### What you will do
Lines from the one containing "Some((name, value)) =>" to the end of the entries below must be reproduced exactly, with both end lines kept and no other line added.

### Source data
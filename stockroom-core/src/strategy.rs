//! Caching strategies and `Cache-Control` header generation.
//!
//! A [`CacheStrategy`] decides two things at once: how long the cache keeps
//! an entry fresh (and how long it may serve it stale), and what
//! `Cache-Control` text is sent to downstream caches.
//!
//! | Preset | Header |
//! |--------|--------|
//! | [`CacheStrategy::NONE`] | `no-store` |
//! | [`CacheStrategy::SHORT`] | `public, max-age=1, stale-while-revalidate=9` |
//! | [`CacheStrategy::LONG`] | `public, max-age=3600, stale-while-revalidate=82800` |
//! | [`CacheStrategy::custom`] | exactly the supplied directives |
//!
//! ```
//! use stockroom_core::{CacheOptions, CacheStrategy, generate_cache_control_header};
//!
//! assert_eq!(generate_cache_control_header(&CacheStrategy::NONE), "no-store");
//!
//! let strategy = CacheStrategy::short_with(CacheOptions {
//!     max_age: Some(5),
//!     ..Default::default()
//! })
//! .unwrap();
//! assert_eq!(strategy.to_string(), "public, max-age=5, stale-while-revalidate=9");
//! ```

use std::fmt;
use std::str::FromStr;
use std::time::Duration;

use serde::{Deserialize, Serialize};
use thiserror::Error;

const MAX_AGE: &str = "max-age";
const STALE_WHILE_REVALIDATE: &str = "stale-while-revalidate";
const S_MAXAGE: &str = "s-maxage";
const STALE_IF_ERROR: &str = "stale-if-error";

/// Error raised when a strategy is built from invalid options.
#[derive(Debug, Clone, PartialEq, Eq, Error)]
pub enum StrategyError {
    /// A duration directive was negative.
    #[error("`{directive}` must not be negative, got {value}")]
    NegativeValue {
        /// Directive name, e.g. `max-age`.
        directive: &'static str,
        /// The rejected value.
        value: i64,
    },
    /// A duration directive was not a whole number of seconds.
    #[error("`{directive}` must be a whole number of seconds, got `{value}`")]
    NotNumeric {
        /// Directive name, e.g. `max-age`.
        directive: &'static str,
        /// The rejected value as written.
        value: String,
    },
    /// The mode is not allowed here.
    #[error("'mode' must be either 'public' or 'private', got `{0}`")]
    InvalidMode(String),
    /// An option name that no strategy understands.
    #[error("unknown cache option `{0}`")]
    UnknownDirective(String),
}

/// Visibility directive of a strategy.
#[derive(Debug, Clone, Copy, PartialEq, Eq, Hash, Serialize, Deserialize)]
#[serde(rename_all = "kebab-case")]
pub enum CacheMode {
    /// `public` - shared caches may store the response.
    Public,
    /// `private` - only the end client may store the response.
    Private,
    /// `no-store` - nothing may store the response.
    NoStore,
}

impl CacheMode {
    /// Returns the directive text.
    pub const fn as_str(&self) -> &'static str {
        match self {
            CacheMode::Public => "public",
            CacheMode::Private => "private",
            CacheMode::NoStore => "no-store",
        }
    }
}

impl FromStr for CacheMode {
    type Err = StrategyError;

    fn from_str(s: &str) -> Result<Self, Self::Err> {
        match s {
            "public" => Ok(CacheMode::Public),
            "private" => Ok(CacheMode::Private),
            "no-store" => Ok(CacheMode::NoStore),
            other => Err(StrategyError::InvalidMode(other.to_string())),
        }
    }
}

impl fmt::Display for CacheMode {
    fn fmt(&self, f: &mut fmt::Formatter<'_>) -> fmt::Result {
        f.write_str(self.as_str())
    }
}

/// Unvalidated strategy options, as written by a caller or a config file.
///
/// Durations are in seconds and signed so that negative input can be
/// reported rather than silently wrapped.
#[derive(Debug, Clone, Default, PartialEq, Eq, Serialize, Deserialize)]
#[serde(rename_all = "camelCase", deny_unknown_fields)]
pub struct CacheOptions {
    /// Visibility directive.
    #[serde(default)]
    pub mode: Option<CacheMode>,
    /// Seconds the entry stays fresh.
    #[serde(default)]
    pub max_age: Option<i64>,
    /// Seconds a stale entry may be served while it is refreshed.
    #[serde(default)]
    pub stale_while_revalidate: Option<i64>,
    /// Freshness lifetime for shared caches.
    #[serde(default)]
    pub s_max_age: Option<i64>,
    /// Seconds a stale entry may be served when refreshing fails.
    #[serde(default)]
    pub stale_if_error: Option<i64>,
}

impl CacheOptions {
    /// Reads options from an untyped JSON object such as
    /// `{"mode": "public", "maxAge": 60}`.
    ///
    /// Unlike plain deserialization this reports which option was wrong.
    pub fn from_json(value: &serde_json::Value) -> Result<Self, StrategyError> {
        let Some(object) = value.as_object() else {
            return Err(StrategyError::UnknownDirective(value.to_string()));
        };

        let mut options = CacheOptions::default();
        for (name, value) in object {
            match name.as_str() {
                "mode" => {
                    let mode = value
                        .as_str()
                        .ok_or_else(|| StrategyError::InvalidMode(value.to_string()))?;
                    options.mode = Some(mode.parse()?);
                }
                "maxAge" => options.max_age = Some(json_seconds(MAX_AGE, value)?),
                "staleWhileRevalidate" => {
                    options.stale_while_revalidate =
                        Some(json_seconds(STALE_WHILE_REVALIDATE, value)?)
                }
                "sMaxAge" => options.s_max_age = Some(json_seconds(S_MAXAGE, value)?),
                "staleIfError" => {
                    options.stale_if_error = Some(json_seconds(STALE_IF_ERROR, value)?)
                }
                other => return Err(StrategyError::UnknownDirective(other.to_string())),
            }
        }
        Ok(options)
    }
}

fn json_seconds(directive: &'static str, value: &serde_json::Value) -> Result<i64, StrategyError> {
    value.as_i64().ok_or_else(|| StrategyError::NotNumeric {
        directive,
        value: value.to_string(),
    })
}

fn seconds(directive: &'static str, value: Option<i64>) -> Result<Option<u64>, StrategyError> {
    value
        .map(|v| u64::try_from(v).map_err(|_| StrategyError::NegativeValue { directive, value: v }))
        .transpose()
}

/// A validated caching strategy.
///
/// Build one from a preset constant, [`short_with`](Self::short_with) /
/// [`long_with`](Self::long_with) to tweak a preset, or
/// [`custom`](Self::custom) for full control. All durations are whole
/// seconds and never negative.
#[derive(Debug, Clone, Default, PartialEq, Eq, Hash)]
pub struct CacheStrategy {
    mode: Option<CacheMode>,
    max_age: Option<u64>,
    stale_while_revalidate: Option<u64>,
    s_max_age: Option<u64>,
    stale_if_error: Option<u64>,
}

impl CacheStrategy {
    /// Never store. Emits `no-store`.
    pub const NONE: CacheStrategy = CacheStrategy {
        mode: Some(CacheMode::NoStore),
        max_age: None,
        stale_while_revalidate: None,
        s_max_age: None,
        stale_if_error: None,
    };

    /// Fresh for one second, served stale for nine more.
    pub const SHORT: CacheStrategy = CacheStrategy {
        mode: Some(CacheMode::Public),
        max_age: Some(1),
        stale_while_revalidate: Some(9),
        s_max_age: None,
        stale_if_error: None,
    };

    /// Fresh for one hour, served stale for 23 more.
    pub const LONG: CacheStrategy = CacheStrategy {
        mode: Some(CacheMode::Public),
        max_age: Some(3600),
        stale_while_revalidate: Some(82800),
        s_max_age: None,
        stale_if_error: None,
    };

    /// Builds a strategy from exactly the given options.
    pub fn custom(options: CacheOptions) -> Result<Self, StrategyError> {
        Self::default().merge(options)
    }

    /// [`SHORT`](Self::SHORT) with some options overridden.
    ///
    /// The mode may only be overridden with `public` or `private`.
    pub fn short_with(overrides: CacheOptions) -> Result<Self, StrategyError> {
        guard_expirable_mode(&overrides)?;
        Self::SHORT.merge(overrides)
    }

    /// [`LONG`](Self::LONG) with some options overridden.
    ///
    /// The mode may only be overridden with `public` or `private`.
    pub fn long_with(overrides: CacheOptions) -> Result<Self, StrategyError> {
        guard_expirable_mode(&overrides)?;
        Self::LONG.merge(overrides)
    }

    fn merge(self, options: CacheOptions) -> Result<Self, StrategyError> {
        Ok(CacheStrategy {
            mode: options.mode.or(self.mode),
            max_age: seconds(MAX_AGE, options.max_age)?.or(self.max_age),
            stale_while_revalidate: seconds(STALE_WHILE_REVALIDATE, options.stale_while_revalidate)?
                .or(self.stale_while_revalidate),
            s_max_age: seconds(S_MAXAGE, options.s_max_age)?.or(self.s_max_age),
            stale_if_error: seconds(STALE_IF_ERROR, options.stale_if_error)?
                .or(self.stale_if_error),
        })
    }

    /// Returns the visibility directive, if any.
    pub fn mode(&self) -> Option<CacheMode> {
        self.mode
    }

    /// Whether results under this strategy must never be stored.
    pub fn is_no_store(&self) -> bool {
        self.mode == Some(CacheMode::NoStore)
    }

    /// Freshness lifetime, if set.
    pub fn max_age(&self) -> Option<Duration> {
        self.max_age.map(Duration::from_secs)
    }

    /// Stale-while-revalidate window, if set.
    pub fn stale_while_revalidate(&self) -> Option<Duration> {
        self.stale_while_revalidate.map(Duration::from_secs)
    }

    /// Shared-cache freshness lifetime, if set.
    pub fn s_max_age(&self) -> Option<Duration> {
        self.s_max_age.map(Duration::from_secs)
    }

    /// Stale-if-error window, if set.
    pub fn stale_if_error(&self) -> Option<Duration> {
        self.stale_if_error.map(Duration::from_secs)
    }

    /// Freshness lifetime in seconds, zero when unset.
    pub fn max_age_secs(&self) -> u64 {
        self.max_age.unwrap_or(0)
    }

    /// Stale-while-revalidate window in seconds, zero when unset.
    pub fn stale_while_revalidate_secs(&self) -> u64 {
        self.stale_while_revalidate.unwrap_or(0)
    }

    /// Returns the options this strategy was built from.
    pub fn to_options(&self) -> CacheOptions {
        let signed = |v: Option<u64>| v.map(|v| v as i64);
        CacheOptions {
            mode: self.mode,
            max_age: signed(self.max_age),
            stale_while_revalidate: signed(self.stale_while_revalidate),
            s_max_age: signed(self.s_max_age),
            stale_if_error: signed(self.stale_if_error),
        }
    }
}

fn guard_expirable_mode(overrides: &CacheOptions) -> Result<(), StrategyError> {
    match overrides.mode {
        Some(CacheMode::NoStore) => Err(StrategyError::InvalidMode(
            CacheMode::NoStore.as_str().to_string(),
        )),
        _ => Ok(()),
    }
}

/// Anything a cache call accepts as its strategy.
///
/// Validated strategies pass through; raw [`CacheOptions`] and header text
/// are validated when the call starts, before any producer runs.
pub trait IntoStrategy {
    /// Validates and converts into a [`CacheStrategy`].
    fn into_strategy(self) -> Result<CacheStrategy, StrategyError>;
}

impl IntoStrategy for CacheStrategy {
    fn into_strategy(self) -> Result<CacheStrategy, StrategyError> {
        Ok(self)
    }
}

impl IntoStrategy for &CacheStrategy {
    fn into_strategy(self) -> Result<CacheStrategy, StrategyError> {
        Ok(self.clone())
    }
}

impl IntoStrategy for CacheOptions {
    fn into_strategy(self) -> Result<CacheStrategy, StrategyError> {
        CacheStrategy::custom(self)
    }
}

impl IntoStrategy for &str {
    fn into_strategy(self) -> Result<CacheStrategy, StrategyError> {
        self.parse()
    }
}

/// Maps a strategy to a `Cache-Control` header value.
///
/// Directives are emitted in the order mode, `max-age`,
/// `stale-while-revalidate`, `s-maxage`, `stale-if-error`. A `no-store`
/// strategy yields exactly `no-store`.
pub fn generate_cache_control_header(strategy: &CacheStrategy) -> String {
    if strategy.is_no_store() {
        return CacheMode::NoStore.as_str().to_string();
    }

    let mut directives: Vec<String> = Vec::with_capacity(5);
    if let Some(mode) = strategy.mode {
        directives.push(mode.as_str().to_string());
    }
    let durations = [
        (MAX_AGE, strategy.max_age),
        (STALE_WHILE_REVALIDATE, strategy.stale_while_revalidate),
        (S_MAXAGE, strategy.s_max_age),
        (STALE_IF_ERROR, strategy.stale_if_error),
    ];
    for (name, value) in durations {
        if let Some(value) = value {
            directives.push(format!("{name}={value}"));
        }
    }
    directives.join(", ")
}

impl fmt::Display for CacheStrategy {
    fn fmt(&self, f: &mut fmt::Formatter<'_>) -> fmt::Result {
        f.write_str(&generate_cache_control_header(self))
    }
}

/// Parses a `Cache-Control` header value.
///
/// Directives other than the ones a strategy carries (for example
/// `must-revalidate`) are ignored.
impl FromStr for CacheStrategy {
    type Err = StrategyError;

    fn from_str(header: &str) -> Result<Self, Self::Err> {
        let mut options = CacheOptions::default();
        for directive in header.split(',').map(str::trim).filter(|d| !d.is_empty()) {
            let directive = directive.to_ascii_lowercase();
            let (name, value) = match directive.split_once('=') {
                Some((name, value)) => (name.trim(), Some(value.trim().trim_matches('"'))),
                None => (directive.as_str(), None),
            };
            let parse = |field: &'static str| -> Result<Option<i64>, StrategyError> {
                let raw = value.unwrap_or_default();
                raw.parse::<i64>()
                    .map(Some)
                    .map_err(|_| StrategyError::NotNumeric {
                        directive: field,
                        value: raw.to_string(),
                    })
            };
            match name {
                "public" => options.mode = Some(CacheMode::Public),
                "private" => options.mode = Some(CacheMode::Private),
                "no-store" => options.mode = Some(CacheMode::NoStore),
                MAX_AGE => options.max_age = parse(MAX_AGE)?,
                STALE_WHILE_REVALIDATE => {
                    options.stale_while_revalidate = parse(STALE_WHILE_REVALIDATE)?
                }
                S_MAXAGE => options.s_max_age = parse(S_MAXAGE)?,
                STALE_IF_ERROR => options.stale_if_error = parse(STALE_IF_ERROR)?,
                _ => {}
            }
        }
        CacheStrategy::custom(options)
    }
}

### Answer space
                Some((name, value)) => (name.trim(), Some(value.trim().trim_matches('"'))),
                None => (directive.as_str(), None),
            };
            let parse = |field: &'static str| -> Result<Option<i64>, StrategyError> {
                let raw = value.unwrap_or_default();
                raw.parse::<i64>()
                    .map(Some)
                    .map_err(|_| StrategyError::NotNumeric {
                        directive: field,
                        value: raw.to_string(),
                    })
            };
            match name {
                "public" => options.mode = Some(CacheMode::Public),
                "private" => options.mode = Some(CacheMode::Private),
                "no-store" => options.mode = Some(CacheMode::NoStore),
                MAX_AGE => options.max_age = parse(MAX_AGE)?,
                STALE_WHILE_REVALIDATE => {
                    options.stale_while_revalidate = parse(STALE_WHILE_REVALIDATE)?
                }
                S_MAXAGE => options.s_max_age = parse(S_MAXAGE)?,
                STALE_IF_ERROR => options.stale_if_error = parse(STALE_IF_ERROR)?,
                _ => {}
            }
        }
        CacheStrategy::custom(options)
    }
}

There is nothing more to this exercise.